What the task asks: Could you count the lines in the data that contain "order"? Reply with the number only.

Data to use below:

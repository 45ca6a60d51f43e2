//! Mawared Access Control
//!
//! Role-based permission gate shared by the platform services and the HQ
//! app. Resolves a signed-in user's role to a static permission set and
//! answers the boolean queries that guard dashboard actions and API
//! handlers.
//!
//! The one policy that matters: **fail closed**. A missing user, an
//! unrecognized role tag, and an unknown permission all resolve to
//! "denied", never to an error and never to an optimistic grant.

pub mod catalog;
pub mod error;
pub mod gate;
pub mod role;
pub mod subject;

pub use catalog::Permissions;
pub use error::{AccessError, AccessResult};
pub use gate::AccessContext;
pub use role::Role;
pub use subject::Subject;
//! Flattened views and summary statistics over the fetched collection.
//!
//! Everything here is a pure function over `&[Team]`; callers fetch the
//! collection once and derive whatever view they need.

use crate::core::model::{Card, Player, Team};

#[derive(Debug, Clone, PartialEq, Eq)]
pub struct TeamStats {
    pub player_count: usize,
    pub card_count: usize,
    /// Mean card power truncated to an integer; 0 when the team has no
    /// cards at all.
    pub average_power: i64,
}

pub fn team_stats(team: &Team) -> TeamStats {
    let powers: Vec<i64> = team
        .players
        .iter()
        .flat_map(|p| p.cards.iter().map(|c| c.power))
        .collect();
    let average_power = if powers.is_empty() {
        0
    } else {
        powers.iter().sum::<i64>() / powers.len() as i64
    };
    TeamStats {
        player_count: team.players.len(),
        card_count: powers.len(),
        average_power,
    }
}

/// Every player, flattened by team then by insertion order.
pub fn all_players(teams: &[Team]) -> Vec<(&Team, &Player)> {
    teams
        .iter()
        .flat_map(|t| t.players.iter().map(move |p| (t, p)))
        .collect()
}

/// Every card in nested team -> player -> card order.
pub fn all_cards(teams: &[Team]) -> Vec<(&Player, &Card)> {
    teams
        .iter()
        .flat_map(|t| t.players.iter())
        .flat_map(|p| p.cards.iter().map(move |c| (p, c)))
        .collect()
}

/// Every card ranked by descending power. The sort is stable, so cards
/// with equal power keep their nested encounter order.
pub fn cards_by_power(teams: &[Team]) -> Vec<(&Player, &Card)> {
    let mut ranked = all_cards(teams);
    ranked.sort_by(|a, b| b.1.power.cmp(&a.1.power));
    ranked
}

End of Data to use.

Solution to this exercise: 3